確実に言える事は……増殖しておいて良かった。
シオサ:「説明しましょう。」
にょきにょきにょき!
女神の肌から、無数のシオサが生えてくる!!
女神:「あ、シオサさん、久しぶりですね」
シオサ:「ええ、久しぶりですね」
アオサ:「シオサ、何このカオスな状況?」
シェード:「そうなの。ただの迷惑行為なの!」ぶすぶす
女神:「あ、すみません…」
シオサ:「そうですね、まずは女神さん、貴女の肉体と魂は、私とママでできています。」
女神:「ええっ! いつの間にすり替えたんですか!?」
シオサ:「私が貴女の感知能力を落としましたからね。そして大事なのは……」くいっ
にょきにょき!
女神:「わ、アオサちゃんがたくさん!」
シオサ:「私とママは貴女の肉体と魂に寄生しています。
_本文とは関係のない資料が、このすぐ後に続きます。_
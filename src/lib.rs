//! Move legality for a chess board and a client for UCI engines running as
//! child processes.

pub mod app;
pub mod config;
pub mod domain;
pub mod error;
pub mod models;
impl EngineProcess {
    pub fn new(settings: EngineSettings) -> Self {
        let (state, _) = watch::channel(EngineState::Stopped);
        Self {
            settings,
            state: Arc::new(state),
            generation: Arc::new(AtomicU64::new(0)),
            stdin: None,
            lines: None,
            kill: None,
            pid: None,
        }
    }

    pub fn settings(&self) -> &EngineSettings {
        &self.settings
    }

    pub fn state(&self) -> EngineState {
        *self.state.borrow()
    }

    /// Watch state transitions, including unexpected exits
    pub fn subscribe_state(&self) -> watch::Receiver<EngineState> {
        self.state.subscribe()
    }

    /// OS process id of the running engine
    pub fn pid(&self) -> Option<u32> {
        self.pid
    }

    /// Launch the engine and run the handshake.
    ///
    /// Does nothing if the engine is already starting or ready.
    pub async fn start(&mut self) -> EngineResult<()> {
        self.start_with(self.settings.wait_for_ready).await
    }

    /// Launch the engine and send the handshake without waiting for the
    /// answers; they arrive on the line stream like any other output.
    pub async fn spawn(&mut self) -> EngineResult<()> {
        self.start_with(false).await
    }

    async fn start_with(&mut self, wait_for_ready: bool) -> EngineResult<()> {
        if self.state() != EngineState::Stopped {
            debug!(pid = ?self.pid, "engine already running");
            return Ok(());
        }
        // leftovers from a process that died on its own
        self.release();

        self.state.send_replace(EngineState::Starting);
        match self.launch(wait_for_ready).await {
            Ok(()) => {
                // unless the engine already died again
                self.state.send_if_modified(|s| {
                    let starting = *s == EngineState::Starting;
                    if starting {
                        *s = EngineState::Ready;
                    }
                    starting
                });
                Ok(())
            }
            Err(e) => {
                self.stop();
                Err(e)
            }
        }
    }

    async fn launch(&mut self, wait_for_ready: bool) -> EngineResult<()> {
        let path = self.settings.path.clone();
        let stderr = if self.settings.merge_stderr {
            Stdio::piped()
        } else {
            Stdio::null()
        };

        info!(path = %path.display(), "launching engine");
        let mut child = Command::new(&path)
            .args(&self.settings.args)
            .stdin(Stdio::piped())
            .stdout(Stdio::piped())
            .stderr(stderr)
            .kill_on_drop(true)
            .spawn()
            .map_err(|source| {
                error!(path = %path.display(), %source, "failed to launch engine");
                EngineError::LaunchFailure {
                    path: path.clone(),
                    source,
                }
            })?;

        let missing = |pipe: &str| EngineError::LaunchFailure {
            path: path.clone(),
            source: io::Error::other(format!("engine {pipe} was not captured")),
        };
        let stdin = child.stdin.take().ok_or_else(|| missing("stdin"))?;
        let stdout = child.stdout.take().ok_or_else(|| missing("stdout"))?;

        let (line_tx, line_rx) = mpsc::unbounded_channel();
        if let Some(stderr) = child.stderr.take() {
            tokio::spawn(pump_lines(stderr, line_tx.clone(), "stderr"));
        }
        tokio::spawn(pump_lines(stdout, line_tx, "stdout"));

        let generation = self.generation.fetch_add(1, Ordering::SeqCst) + 1;
        let (kill_tx, kill_rx) = oneshot::channel();
        self.pid = child.id();
        tokio::spawn(watch_exit(
            child,
            kill_rx,
            Arc::clone(&self.state),
            Arc::clone(&self.generation),
            generation,
        ));

        self.stdin = Some(stdin);
        self.lines = Some(line_rx);
        self.kill = Some(kill_tx);
        info!(pid = ?self.pid, "engine process started");

        self.send_command(&UciCommand::Uci).await?;
        for (name, value) in self.settings.options.clone() {
            self.send_command(&UciCommand::SetOption { name, value }).await?;
        }
        self.send_command(&UciCommand::IsReady).await?;

        if wait_for_ready {
            let waited = self.settings.handshake_timeout;
            match tokio::time::timeout(waited, self.await_handshake()).await {
                Ok(result) => result?,
                Err(_) => {
                    error!(?waited, "engine handshake timed out");
                    return Err(EngineError::Timeout { waited });
                }
            }
        }
        Ok(())
    }

    /// Consume output until both `uciok` and `readyok` were seen
    async fn await_handshake(&mut self) -> EngineResult<()> {
        let (mut uci_ok, mut ready_ok) = (false, false);
        while !(uci_ok && ready_ok) {
            let Some(line) = self.next_line().await else {
                return Err(EngineError::LaunchFailure {
                    path: self.settings.path.clone(),
                    source: io::Error::new(
                        io::ErrorKind::UnexpectedEof,
                        "engine closed its output during the handshake",
                    ),
                });
            };
            match UciOutputKind::parse(&line) {
                UciOutputKind::UciOk => uci_ok = true,
                UciOutputKind::ReadyOk => ready_ok = true,
                UciOutputKind::Id(id) => info!("engine {id}"),
                _ => {}
            }
        }
        debug!("engine handshake complete");
        Ok(())
    }

    /// Kill the engine and drop the pipes. Returns immediately; the exit is
    /// reaped in the background.
    pub fn stop(&mut self) {
        if self.kill.is_none() && self.state() == EngineState::Stopped {
            debug!("stop called but engine is not running");
            return;
        }
        // invalidate the watcher before it sees the exit
        self.generation.fetch_add(1, Ordering::SeqCst);
        if let Some(kill) = self.kill.take() {
            let _ = kill.send(());
        }
        info!(pid = ?self.pid, "engine stopped");
        self.release();
        self.state.send_replace(EngineState::Stopped);
    }

    fn release(&mut self) {
        self.stdin = None;
        self.lines = None;
        self.kill = None;
        self.pid = None;
    }

    /// Write `command` plus a newline to the engine's stdin
    pub async fn send(&mut self, command: &str) -> EngineResult<()> {
        let write_failure = |source| EngineError::WriteFailure {
            command: command.to_string(),
            source,
        };
        let Some(stdin) = self.stdin.as_mut() else {
            warn!(command, "engine is not running, command dropped");
            return Err(write_failure(io::Error::new(
                io::ErrorKind::BrokenPipe,
                "engine stdin is closed",
            )));
        };

        debug!(target: "engine::io", "> {command}");
        let line = format!("{command}\n");
        let written = match stdin.write_all(line.as_bytes()).await {
            Ok(()) => stdin.flush().await,
            Err(e) => Err(e),
        };
        written.map_err(|e| {
            warn!(command, error = %e, "engine write failed");
            write_failure(e)
        })
    }

    pub async fn send_command(&mut self, command: &UciCommand) -> EngineResult<()> {
        self.send(&command.to_uci_string()).await
    }

    /// The decoded output stream. Borrowing it mutably keeps a single reader;
    /// lines taken from it are gone for everyone else.
    pub fn lines(&mut self) -> Option<&mut LineReceiver> {
        self.lines.as_mut()
    }

    /// Next output line, `None` once the engine closed its output or was stopped
    pub async fn next_line(&mut self) -> Option<String> {
        match self.lines.as_mut() {
            Some(rx) => rx.recv().await,
            None => None,
        }
    }
}

impl Drop for EngineProcess {
    fn drop(&mut self) {
        self.stop();
    }
}

async fn pump_lines<R>(mut reader: R, tx: mpsc::UnboundedSender<String>, source: &'static str)
where
    R: AsyncRead + Unpin,
{
    let mut decoder = LineDecoder::default();
    let mut buf = [0u8; READ_CHUNK];
    loop {
        let n = match reader.read(&mut buf).await {
            Ok(0) => break,
            Ok(n) => n,
            Err(e) => {
                warn!(source, error = %e, "engine read failed");
                break;
            }
        };
        for line in decoder.feed(&buf[..n]) {
            trace!(target: "engine::io", source, "< {line}");
            if tx.send(line).is_err() {
                return;
            }
        }
    }
    if let Some(line) = decoder.finish() {
        let _ = tx.send(line);
    }
    debug!(source, "engine output closed");
}
//! Game state model - the application layer for a single game.
//!
//! Moves are judged by the legality rules, applied to the board (including
//! the rook's leg of castling) and recorded in wire notation so the history
//! can be handed to the engine as is.

use serde::{Deserialize, Serialize};
use tracing::{debug, info};

use crate::domain::rules::{self, CastlingRights};
use crate::domain::uci::{EngineSuggestion, UciMove};
use crate::domain::{Board, PieceColor, PieceKind, Square};
use crate::error::MoveError;

/// A move as it was played
#[derive(Clone, Copy, Debug, PartialEq, Eq, Serialize, Deserialize)]
pub struct MoveRecord {
    /// Full-move number, starting at 1 for white's first move
    pub index: u32,
    pub color: PieceColor,
    pub from: Square,
    pub to: Square,
}

impl MoveRecord {
    /// Wire notation, e.g. "e2e4"
    pub fn notation(&self) -> String {
        UciMove::new(self.from, self.to).to_string()
    }

    /// "1. e2e4" for white, "1... e7e5" for black
    pub fn display_text(&self) -> String {
        match self.color {
            PieceColor::White => format!("{}. {}", self.index, self.notation()),
            PieceColor::Black => format!("{}... {}", self.index, self.notation()),
        }
    }
}

/// The main game model: board, side to move and history
#[derive(Clone, Debug)]
pub struct GameSession {
    board: Board,
    turn: PieceColor,
    rights: CastlingRights,
    history: Vec<MoveRecord>,
}

impl GameSession {
    pub fn new() -> Self {
        Self {
            board: Board::standard(),
            turn: PieceColor::White,
            rights: CastlingRights::default(),
            history: Vec::new(),
        }
    }

    pub fn board(&self) -> &Board {
        &self.board
    }

    /// Side to move
    pub fn turn(&self) -> PieceColor {
        self.turn
    }

    pub fn history(&self) -> &[MoveRecord] {
        &self.history
    }

    /// History in wire notation, ready for a position command
    pub fn history_notations(&self) -> Vec<String> {
        self.history.iter().map(MoveRecord::notation).collect()
    }

    pub fn last_move(&self) -> Option<&MoveRecord> {
        self.history.last()
    }

    /// Destinations the side to move may reach from `from`
    pub fn legal_targets(&self, from: Square) -> Vec<Square> {
        Square::all()
            .filter(|&to| self.is_legal(from, to))
            .collect()
    }

    pub fn is_legal(&self, from: Square, to: Square) -> bool {
        rules::is_legal_with_rights(&self.board, from, to, self.turn, &self.rights)
    }

    /// Validate and play a move for the side to move
    pub fn try_move(&mut self, from: Square, to: Square) -> Result<MoveRecord, MoveError> {
        if !self.is_legal(from, to) {
            debug!(%from, %to, color = ?self.turn, "rejected move");
            return Err(MoveError::Illegal { from, to });
        }
        Ok(self.apply(from, to))
    }

    /// Play a move given in wire notation, e.g. "g1f3"
    pub fn play_notation(&mut self, notation: &str) -> Result<MoveRecord, MoveError> {
        let mv: UciMove = notation
            .parse()
            .map_err(|_| MoveError::BadNotation(notation.to_string()))?;
        self.try_move(mv.from, mv.to)
    }

    /// Play the engine's best move
    pub fn apply_suggestion(
        &mut self,
        suggestion: &EngineSuggestion,
    ) -> Result<MoveRecord, MoveError> {
        self.play_notation(&suggestion.best_move)
    }

    /// Move without validation. A king's two-file step also moves the rook.
    fn apply(&mut self, from: Square, to: Square) -> MoveRecord {
        let color = self.turn;
        let is_king = self
            .board
            .piece_at(from)
            .is_some_and(|p| p.kind == PieceKind::King);

        let captured = self.board.relocate(from, to);
        if let Some(piece) = captured {
            debug!(?piece, square = %to, "captured");
        }
        if is_king {
            let rook_leg = rules::castle_side(from, to, color)
                .and_then(|side| rules::castle_rook_leg(side, color));
            if let Some((rook_from, rook_to)) = rook_leg {
                self.board.relocate(rook_from, rook_to);
                debug!(%rook_from, %rook_to, "castled");
            }
        }
        self.rights.record_move(from, to);

        let record = MoveRecord {
            index: self.history.len() as u32 / 2 + 1,
            color,
            from,
            to,
        };
        self.history.push(record);
        self.turn = color.opposite();
        info!(mv = %record.display_text(), "move played");
        record
    }

    /// Take back the last move by replaying the rest from the start
    pub fn undo(&mut self) -> Option<MoveRecord> {
        let mut remaining = std::mem::take(&mut self.history);
        let undone = remaining.pop()?;

        let mut replay = GameSession::new();
        for record in &remaining {
            replay.apply(record.from, record.to);
        }
        *self = replay;
        info!(mv = %undone.display_text(), left = self.history.len(), "move undone");
        Some(undone)
    }

    /// Back to the initial position
    pub fn reset(&mut self) {
        *self = GameSession::new();
    }
}

impl Default for GameSession {
    fn default() -> Self {
        Self::new()
    }
}
/// Resolves a window query to half-open `[start, end)` UTC instants,
/// honoring the precedence order. `now` supplies "today" for the default
/// shape.
pub fn resolve_window(
    query: &WindowQuery,
    now: DateTime<Utc>,
) -> OpsResult<(DateTime<Utc>, DateTime<Utc>)> {
    let offset = clinic_offset();
    if let Some(date) = query.date {
        let start = day_start(&offset, date)?;
        let next = date
            .succ_opt()
            .ok_or_else(|| OpsError::validation("date", "out of calendar range"))?;
        return Ok((start, day_start(&offset, next)?));
    }
    if let Some((from, to)) = query.week {
        if to < from {
            return Err(OpsError::validation("week", "range end precedes start"));
        }
        let next = to
            .succ_opt()
            .ok_or_else(|| OpsError::validation("week", "out of calendar range"))?;
        return Ok((day_start(&offset, from)?, day_start(&offset, next)?));
    }
    if let Some(month) = query.month {
        if !(1..=12).contains(&month) {
            return Err(OpsError::validation("month", "must be 1-12"));
        }
        let year = query
            .year
            .ok_or_else(|| OpsError::validation("year", "required with month"))?;
        let first = NaiveDate::from_ymd_opt(year, month, 1)
            .ok_or_else(|| OpsError::validation("month", "invalid month"))?;
        let next = if month == 12 {
            NaiveDate::from_ymd_opt(year + 1, 1, 1)
        } else {
            NaiveDate::from_ymd_opt(year, month + 1, 1)
        }
        .ok_or_else(|| OpsError::validation("month", "invalid month"))?;
        return Ok((day_start(&offset, first)?, day_start(&offset, next)?));
    }
    if let Some(year) = query.year {
        let first = NaiveDate::from_ymd_opt(year, 1, 1)
            .ok_or_else(|| OpsError::validation("year", "invalid year"))?;
        let next = NaiveDate::from_ymd_opt(year + 1, 1, 1)
            .ok_or_else(|| OpsError::validation("year", "invalid year"))?;
        return Ok((day_start(&offset, first)?, day_start(&offset, next)?));
    }
    // Default: the civil "today".
    let today = now.with_timezone(&offset).date_naive();
    let start = day_start(&offset, today)?;
    let next = today
        .succ_opt()
        .ok_or_else(|| OpsError::internal("calendar overflow"))?;
    Ok((start, day_start(&offset, next)?))
}

fn in_hour_slot(created_at: DateTime<Utc>, slot: HourSlot) -> bool {
    let hour = created_at.with_timezone(&clinic_offset()).hour();
    hour >= slot.0 && hour < slot.1
}

#[derive(Clone)]
pub struct AggregationService {
    appointments: Arc<dyn AppointmentRepository>,
    patients: Arc<dyn PatientRepository>,
}

impl AggregationService {
    pub fn new(
        appointments: Arc<dyn AppointmentRepository>,
        patients: Arc<dyn PatientRepository>,
    ) -> Self {
        AggregationService {
            appointments,
            patients,
        }
    }

    /// Four independent group-by-count breakdowns plus the patient totals.
    pub async fn group_counts(&self) -> OpsResult<GroupCounts> {
        let all = self.appointments.list_all().await?;
        let mut counts = GroupCounts {
            total_appointments: all.len() as u64,
            total_patients: self.patients.count().await?,
            ..Default::default()
        };
        let mut patients = HashSet::new();
        for appointment in &all {
            *counts
                .by_status
                .entry(appointment.status.to_string())
                .or_insert(0) += 1;
            let report = match appointment.report_status {
                models::ReportStatus::Pending => "pending",
                models::ReportStatus::Ready => "ready",
            };
            *counts.by_report_status.entry(report.to_string()).or_insert(0) += 1;
            let payment = match appointment.payment_status {
                PaymentStatus::Unpaid => "unpaid",
                PaymentStatus::Paid => "paid",
            };
            *counts.by_payment_status.entry(payment.to_string()).or_insert(0) += 1;
            *counts
                .by_service
                .entry(appointment.service.clone())
                .or_insert(0) += 1;
            patients.insert(appointment.patient_id);
        }
        counts.distinct_patients = patients.len() as u64;
        Ok(counts)
    }

    /// Revenue for paid appointments created in the resolved window,
    /// priced per service from the static table. An optional hour slot
    /// narrows to a time-of-day bucket in the civil timezone.
    pub async fn revenue_by_window(
        &self,
        query: &WindowQuery,
        slot: Option<HourSlot>,
    ) -> OpsResult<RevenueBreakdown> {
        let (start, end) = resolve_window(query, Utc::now())?;
        let in_window = self.appointments.list_created_between(start, end).await?;
        let mut per_service: HashMap<String, ServiceRevenue> = HashMap::new();
        let mut total_count = 0;
        let mut total_revenue = 0;
        for appointment in in_window {
            if appointment.payment_status != PaymentStatus::Paid {
                continue;
            }
            if let Some(slot) = slot {
                if !in_hour_slot(appointment.created_at, slot) {
                    continue;
                }
            }
            let price = price_for(&appointment.service);
            let entry = per_service
                .entry(appointment.service.clone())
                .or_insert(ServiceRevenue { count: 0, revenue: 0 });
            entry.count += 1;
            entry.revenue += price;
            total_count += 1;
            total_revenue += price;
        }
        Ok(RevenueBreakdown {
            start,
            end,
            per_service,
            total_count,
            total_revenue,
        })
    }

    /// Today's workflow counters and new registrations, computed against
    /// the civil day window pushed down as a range filter.
    pub async fn today_snapshot(&self) -> OpsResult<TodaySnapshot> {
        let (start, end) = resolve_window(&WindowQuery::default(), Utc::now())?;
        let today = self.appointments.list_created_between(start, end).await?;
        let mut snapshot = TodaySnapshot {
            paid: 0,
            unpaid: 0,
            completed: 0,
            pending: 0,
            new_patients: self.patients.count_created_between(start, end).await?,
        };
        for appointment in &today {
            match appointment.payment_status {
                PaymentStatus::Paid => snapshot.paid += 1,
                PaymentStatus::Unpaid => snapshot.unpaid += 1,
            }
            match appointment.status {
                AppointmentStatus::Completed => snapshot.completed += 1,
                AppointmentStatus::Pending => snapshot.pending += 1,
                AppointmentStatus::Cancelled => {}
            }
        }
        Ok(snapshot)
    }
}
貴女のパワーは好きなだけ吸い取る事ができるんですよ?」
アオサ:「えっ?」
女神:「えっ?」
アオサ:「……」
女神:「……」
アオサ:「……」ニヤリ
女神:「……」びくぅ
アオサ:「女神さま、おっぱい」
女神:「!!?」
ちゅくちゅく ちゅくちゅくちゅく
んくんく んくんくんく!!!!!
女神:「ぴぎゃー♪」
女神さまのミルクおいしい。
今までにない超高濃度のミルクだ!
私が喉を鳴らす度に女神さまはしぼんでしまい、20回喉を鳴らす頃には、女神はすっかり干からびてしまいましたとさ。
そしてシオサが後片付けをして、すっかり元に戻ったんだ。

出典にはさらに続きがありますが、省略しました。